The problem that I've run into is what to do when a group's roster changes. Specifically, how can a client get the initial full dataset for only new members of a group? A _since export only includes resources that have a lastUpdated time after the supplied since parameter. A full export would include the new member's resources, but it is very inefficient because the number is of new members is small. One solution would be to use a synchronous method to get an individual member's resource. Another solution would be for clients to request a full export periodically. Both of these solutions are inefficient. I want to offer an export operation that includes all resources updated since a timestamp and every resource that belongs to a new member since a timestamp.

So, has anybody run into this problem? It seems to have been discussed a little on subscriptions and since parameter interaction. Thanks in advance for any advice.

view this post on Zulip Michele Mottini (Oct 08 2019 at 02:21):

Very good point...no idea about a solution though

view this post on Zulip Paul Church (Oct 08 2019 at 02:58):

Google has encountered a pattern like that, often posed as:

My app/ML model/dataset/whatever has access to only patients currently admitted to facility X, and I subscribe to or periodically export changes to those patients. When an admission happens I want to go get all of the historical record for the patient that I newly gained access to.

In this context we lean towards "subscribe to patient admissions, call synchronous patient-everything" because the flow of data is near-real-time and the rate of patients appearing is reasonably low. For weekly updates this is not going to work.

There is a related problem in subscriptions of "I want to subscribe to the event that I gain access to a resource that I did not previously have access to" which applies this question to a push instead of pull relationship. (And its troublesome converse "...that I lose access to a resource...")

view this post on Zulip Paul Church (Oct 08 2019 at 03:03):

I have a fairly clear idea for to making Group/$export do what you want, but it requires that your Group has a properly maintained Group.member.period for every member.

When doing Group/$export?_since=T, for each member if period.start < T you export Patient/$everything?_since=T, and if period.start >=T you just export Patient/$everything because it's a new addition. This gets you what you want in one go.

view this post on Zulip Rick Hawes (Oct 08 2019 at 04:10):

I have a fairly clear idea for to making Group/$export do what you want, but it requires that your Group has a properly maintained Group.member.period for every member.

When doing Group/$export?_since=T, for each member if period.start < T you export Patient/$everything?_since=T, and if period.start >=T you just export Patient/$everything because it's a new addition. This gets you what you want in one go.

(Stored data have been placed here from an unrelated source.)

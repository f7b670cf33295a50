//! Palette variation: derive a perturbed RGB target from a base palette.
//!
//! Each of the five triples is processed independently in the fixed order
//! brightness → saturation → temperature → softness. Every step reads the
//! triple as left by the previous step. The result is clamped to [0, 1].

use super::transform::TARGET_DIM;
use crate::emotion::ColorCharacteristics;
use crate::features::{PhysicalFeatures, RandomSeed};

/// Flattened 5-color RGB target
pub type ColorTarget = [f32; TARGET_DIM];

/// Gray level that brightness scaling pulls toward
const BRIGHTNESS_FLOOR: f32 = 0.1;
/// Constant that the softness blend pulls every channel toward
const SOFTNESS_TARGET: f32 = 0.1;

/// Resolved per-sample adjustment factors.
#[derive(Debug, Clone, Copy, PartialEq)]
pub struct VariationFactors {
    pub brightness: f32,
    pub saturation: f32,
    pub temperature: f32,
    /// Softness blend strength; only positive values have an effect
    pub softness: f32,
}

impl VariationFactors {
    /// Factors taken directly from the emotion's characteristics.
    pub fn basic(characteristics: &ColorCharacteristics) -> Self {
        Self {
            brightness: characteristics.brightness,
            saturation: characteristics.saturation,
            temperature: characteristics.temperature,
            softness: 0.0,
        }
    }

    /// Characteristics plus seed-driven jitter plus physical-feature bias.
    ///
    /// * brightness += seed\[0\]·0.3 − 0.15 + (eye_size − 0.5)·0.2
    /// * saturation += seed\[1\]·0.4 − 0.2 + (eye_size − 0.5)·0.2
    /// * temperature += seed\[2\]·0.4 − 0.2 + (mouth_width − 0.5)·0.1
    /// * softness = (face_aspect_ratio − 0.5)·0.1
    pub fn enhanced(
        characteristics: &ColorCharacteristics,
        physical: &PhysicalFeatures,
        seed: &RandomSeed,
    ) -> Self {
        let jitter_brightness = seed.0[0] * 0.3 - 0.15;
        let jitter_saturation = seed.0[1] * 0.4 - 0.2;
        let jitter_temperature = seed.0[2] * 0.4 - 0.2;

        let eye_enhancement = (physical.eye_size - 0.5) * 0.2;
        let mouth_warmth = (physical.mouth_width - 0.5) * 0.1;
        let face_softness = (physical.face_aspect_ratio - 0.5) * 0.1;

        Self {
            brightness: characteristics.brightness + jitter_brightness + eye_enhancement,
            saturation: characteristics.saturation + jitter_saturation + eye_enhancement,
            temperature: characteristics.temperature + jitter_temperature + mouth_warmth,
            softness: face_softness,
        }
    }
}

/// Apply the basic recipe to a flattened base palette.
pub fn basic_variation(base: &ColorTarget, characteristics: &ColorCharacteristics) -> ColorTarget {
    apply_factors(base, &VariationFactors::basic(characteristics))
}

/// Apply the enhanced recipe to a flattened base palette.
pub fn enhanced_variation(
    base: &ColorTarget,
    characteristics: &ColorCharacteristics,
    physical: &PhysicalFeatures,
    seed: &RandomSeed,
) -> ColorTarget {
    apply_factors(
        base,
        &VariationFactors::enhanced(characteristics, physical, seed),
    )
}

/// Run every triple through the adjustment chain and clamp to [0, 1].
pub fn apply_factors(base: &ColorTarget, factors: &VariationFactors) -> ColorTarget {
    let mut out = *base;
    for triple in out.chunks_exact_mut(3) {
        adjust_brightness(triple, factors.brightness);
        adjust_saturation(triple, factors.saturation);
        adjust_temperature(triple, factors.temperature);
        if factors.softness > 0.0 {
            soften(triple, factors.softness);
        }
    }
    for value in out.iter_mut() {
        *value = value.clamp(0.0, 1.0);
    }
    out
}

fn adjust_brightness(triple: &mut [f32], factor: f32) {
    for value in triple.iter_mut() {
        *value = *value * factor + (1.0 - factor) * BRIGHTNESS_FLOOR;
    }
}

/// Pull every channel toward the triple's current maximum.
fn adjust_saturation(triple: &mut [f32], factor: f32) {
    let max = triple.iter().copied().fold(f32::NEG_INFINITY, f32::max);
    if max > 0.0 {
        for value in triple.iter_mut() {
            *value = *value * factor + (1.0 - factor) * max;
        }
    }
}

fn adjust_temperature(triple: &mut [f32], factor: f32) {
    // Negative temperatures mirror the warm shift: R down, B up.
    triple[0] += factor * 0.1;
    triple[1] += factor * 0.05;
    triple[2] -= factor * 0.1;
}

fn soften(triple: &mut [f32], softness: f32) {
    let weight = softness * 0.1;
    for value in triple.iter_mut() {
        *value = *value * (1.0 - weight) + weight * SOFTNESS_TARGET;
    }
}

Thanks Paul. You are right that is what I want for semantics of the operation, but returning a resource with a lastUpdated value before the since parameter would be incompatible with the export spec. Here's the line that I'm looking at

Resources will be included in the response if their state has changed after the supplied time (e.g. if Resource.meta.lastUpdated is later than the supplied _since time).

To me, this description means that I can't return everything for a new member and still be compatible with the spec. What to do?

view this post on Zulip Paul Church (Oct 08 2019 at 12:36):

Yes, to be clear I am suggesting a way that the spec could be changed or extended, not how it currently is.

view this post on Zulip Michele Mottini (Oct 08 2019 at 13:34):

Change the specs

view this post on Zulip Michele Mottini (Oct 08 2019 at 13:36):

The export system would need to know when patient have been added to the group, but that's should not be too difficult

view this post on Zulip Josh Mandel (Oct 11 2019 at 02:15):

I agree that it is worth describing thks functionality specifically in the next version of the $export specification and would welcome a PR + GForge tracker.

I should also note that the proposed solution would not technically violate what we have written today, since:

Resources will be included in the response if their state has changed after the supplied time (e.g. if Resource.meta.lastUpdated is later than the supplied _since time).

says "included in the response if" and not "only if". It seems like an over-read, but we do have precedent for saying that it is okay for servers to return more data than a client requested (e.g., additional operation outcomes on a search; or as we said in Sync for Science, it''s okay for a server to return results from a wider range of time than the client requests).

view this post on Zulip Yunwei Wang (Oct 11 2019 at 13:21):

but we do have precedent for saying that it is okay for servers to return more data than a client requested (e.g., additional operation outcomes on a search; or as we said in Sync for Science, it''s okay for a server to return results from a wider range of time than the client requests).

That is a headache for client and testing system because I cannot validate if server's export satisfied value in _since parameter.

view this post on Zulip Josh Mandel (Oct 11 2019 at 14:12):

Yeah, that's true. You have the output's "request" property at least

view this post on Zulip Josh Mandel (Oct 11 2019 at 14:13):

(And less of a headache than having no efficient way to get the data.)

view this post on Zulip Rick Hawes (Oct 12 2019 at 13:45):

I should also note that the proposed solution would not technically violate what we have written today, since:

Resources will be included in the response if their state has changed after the supplied time (e.g. if Resource.meta.lastUpdated is later than the supplied _since time).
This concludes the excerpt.